PLEASE DO NOT CONTACT THE COURT OR THE CLERK'S OFFICE REGARDING
THIS NOTICE.  Inquiries may be made to Lead Counsel:

        John Browne, Esq.
        Bernstein Litowitz Berger & Grossmann LLP
        1285 Avenue of the Americas, 38th Floor
        New York, NY 10019
        Telephone: (866) 648-2524

Published By Order of the United States District Court for the
Southern District of New York


SAKS INC: Agrees to Settle Shareholder Class Action Over Merger
---------------------------------------------------------------
RAPAPORT reports that Saks Inc. acknowledged on Oct. 22 that it
had reached an agreement to settle class action lawsuits that were
filed by some shareholders in an attempt to prevent the retailer's
sale to Hudson's Bay Company.  Several class action suits were
brought against Saks in New York, which were consolidated, and two
cases were filed in Tennessee.

The complaints alleged that Saks' directors breached their
fiduciary duties to shareholders in connection with the merger by
agreeing to sell Saks for "inadequate" consideration and by
agreeing to terms that discouraged competing bids.  The complaints
also challenged disclosures that Saks and its directors have made
regarding the merger, as well as that Hudson's Bay aided and
abetted the directors' breach of their fiduciary duties.

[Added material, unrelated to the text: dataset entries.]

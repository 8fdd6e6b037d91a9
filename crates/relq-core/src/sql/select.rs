use std::sync::Arc;

use serde_json::Value;

use super::condition::Condition;
use super::helpers::quote_ident;
use super::selector::{ColumnPath, Selector};
use crate::error::Result;

/// MySQL has no OFFSET without LIMIT; this is its documented "no limit".
const UNBOUNDED_LIMIT: u64 = u64::MAX;

pub trait SelectExt: Sized {
    fn select(&self, cols: impl IntoIterator<Item = Selector>) -> Self;
    fn filter(&self, conditions: impl IntoIterator<Item = Condition>) -> Self;
    fn group_by(&self, cols: impl IntoIterator<Item = ColumnPath>) -> Self;
    fn order_by(&self, col: ColumnPath, asc: bool) -> Self;
    fn limit(&self, count: u64) -> Self;
    fn offset(&self, count: u64) -> Self;
    fn source(&self) -> &Source;
}

/// What a SELECT reads from.
#[derive(Debug, Clone, PartialEq)]
pub enum Source {
    /// A physical table under an alias.
    Table {
        schema: Option<Arc<str>>,
        name: Arc<str>,
        alias: Arc<str>,
    },
    /// A named sub-relation (CTE) defined earlier in the same statement.
    Relation { name: Arc<str> },
}

impl Source {
    pub fn table(schema: Option<&str>, name: &str, alias: &str) -> Self {
        Source::Table {
            schema: schema.map(Arc::from),
            name: Arc::from(name),
            alias: Arc::from(alias),
        }
    }

    pub fn relation(name: &str) -> Self {
        Source::Relation {
            name: Arc::from(name),
        }
    }

    /// Name columns of this source are qualified with.
    pub fn alias(&self) -> &str {
        match self {
            Source::Table { alias, .. } => alias,
            Source::Relation { name } => name,
        }
    }

    fn to_sql(&self) -> Result<String> {
        match self {
            Source::Table { schema, name, alias } => {
                let table = match schema {
                    Some(s) => format!("{}.{}", quote_ident(s)?, quote_ident(name)?),
                    None => quote_ident(name)?,
                };
                Ok(format!("{table} AS {}", quote_ident(alias)?))
            }
            Source::Relation { name } => quote_ident(name),
        }
    }
}

#[derive(Debug, Clone, Copy, PartialEq, Eq)]
pub enum JoinKind {
    LeftOuter,
}

impl JoinKind {
    fn keyword(&self) -> &'static str {
        match self {
            JoinKind::LeftOuter => "LEFT OUTER JOIN",
        }
    }
}

#[derive(Debug, Clone, PartialEq)]
pub struct Join {
    pub kind: JoinKind,
    pub table: Source,
    pub on: Vec<Condition>,
}

#[derive(Debug, Clone, PartialEq)]
pub struct OrderTerm {
    pub column: ColumnPath,
    pub ascending: bool,
}

/// A copy-on-write SELECT statement.
#[derive(Debug, Clone, PartialEq)]
pub struct Select {
    source: Source,
    select: Arc<Vec<Arc<Selector>>>,
    joins: Arc<Vec<Join>>,
    filters: Arc<Vec<Condition>>,
    group_by: Arc<Vec<ColumnPath>>,
    order_by: Arc<Vec<OrderTerm>>,
    limit: Option<u64>,
    offset: Option<u64>,
}

impl Select {
    /// Creates an empty select over `source`.
    pub fn new(source: Source) -> Self {
        Select {
            source,
            select: Default::default(),
            joins: Default::default(),
            filters: Default::default(),
            group_by: Default::default(),
            order_by: Default::default(),
            limit: None,
            offset: None,
        }
    }

    pub fn joins(&self) -> &[Join] {
        &self.joins
    }

    /// Append an already validated join.
    pub fn with_join(&self, join: Join) -> Self {
        let mut rv = self.clone();
        Arc::make_mut(&mut rv.joins).push(join);
        rv
    }

    /// Render to SQL, pushing bound values onto `binds` in textual order.
    pub fn to_sql(&self, binds: &mut Vec<Value>) -> Result<String> {
        let select = if self.select.is_empty() {
            "*".to_string()
        } else {
            self.select
                .iter()
                .map(|c| c.to_sql())
                .collect::<Result<Vec<_>>>()?
                .join(", ")
        };

        let mut sql = format!("SELECT {select} FROM {}", self.source.to_sql()?);

        for j in self.joins.iter() {
            let on = j
                .on
                .iter()
                .map(|clause| clause.to_sql(binds))
                .collect::<Result<Vec<_>>>()?
                .join(" AND ");
            sql.push_str(&format!(" {} {} ON {on}", j.kind.keyword(), j.table.to_sql()?));
        }

        if !self.filters.is_empty() {
            let clauses = self
                .filters
                .iter()
                .map(|c| c.to_sql(binds))
                .collect::<Result<Vec<_>>>()?;
            sql.push_str(" WHERE ");
            sql.push_str(&clauses.join(" AND "));
        }

        if !self.group_by.is_empty() {
            let cols = self
                .group_by
                .iter()
                .map(|c| c.to_sql())
                .collect::<Result<Vec<_>>>()?;
            sql.push_str(" GROUP BY ");
            sql.push_str(&cols.join(", "));
        }

        if !self.order_by.is_empty() {
            let terms = self
                .order_by
                .iter()
                .map(|t| {
                    t.column
                        .to_sql()
                        .map(|c| format!("{c} {}", if t.ascending { "ASC" } else { "DESC" }))
                })
                .collect::<Result<Vec<_>>>()?;
            sql.push_str(" ORDER BY ");
            sql.push_str(&terms.join(", "));
        }

        match (self.limit, self.offset) {
            (Some(l), o) => {
                sql.push_str(" LIMIT ?");
                binds.push(Value::from(l));
                if let Some(o) = o {
                    sql.push_str(" OFFSET ?");
                    binds.push(Value::from(o));
                }
            }
            (None, Some(o)) => {
                sql.push_str(" LIMIT ? OFFSET ?");
                binds.push(Value::from(UNBOUNDED_LIMIT));
                binds.push(Value::from(o));
            }
            (None, None) => {}
        }

        Ok(sql)
    }
}

impl SelectExt for Select {
    fn source(&self) -> &Source {
        &self.source
    }

    fn select(&self, cols: impl IntoIterator<Item = Selector>) -> Self {
        let mut rv = self.clone();
        rv.select = Arc::new(cols.into_iter().map(Arc::new).collect());
        rv
    }

    /// Appends conditions; all conditions are combined with AND.
    fn filter(&self, conditions: impl IntoIterator<Item = Condition>) -> Self {
        let mut rv = self.clone();
        Arc::make_mut(&mut rv.filters).extend(conditions);
        rv
    }

    fn group_by(&self, cols: impl IntoIterator<Item = ColumnPath>) -> Self {
        let mut rv = self.clone();
        Arc::make_mut(&mut rv.group_by).extend(cols);
        rv
    }

    /// Appends an ordering term after any existing ones.
    fn order_by(&self, col: ColumnPath, asc: bool) -> Self {
        let mut rv = self.clone();
        Arc::make_mut(&mut rv.order_by).push(OrderTerm {
            column: col,
            ascending: asc,
        });
        rv
    }

    /// Limits the query to `count` rows.
    fn limit(&self, count: u64) -> Self {
        let mut rv = self.clone();
        rv.limit = Some(count);
        rv
    }

    /// Offsets the query by `count` rows.
    fn offset(&self, count: u64) -> Self {
        let mut rv = self.clone();
        rv.offset = Some(count);
        rv
    }
}

impl std::fmt::Display for Select {
    fn fmt(&self, f: &mut std::fmt::Formatter<'_>) -> std::fmt::Result {
        let mut binds = Vec::new();
        match self.to_sql(&mut binds) {
            Ok(sql) => write!(f, "{sql}"),
            Err(e) => write!(f, "<error: {e}>"),
        }
    }
}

On Oct. 21, the parties came to an understanding, which would
decrease the termination fee from Saks to Hudson's Bay down to
$68.5 million from $73.5 million if the deal fails to materialize
and shortened the period of time that Hudson's Bay may match an
alternative offer for Saks from four days to three.  Saks must
inform Hudson's Bay of an alternative offer within 72 hours.

Saks called a special meeting of shareholders for Oct. 30 to vote
on and approve the merger with Hudson's Bay.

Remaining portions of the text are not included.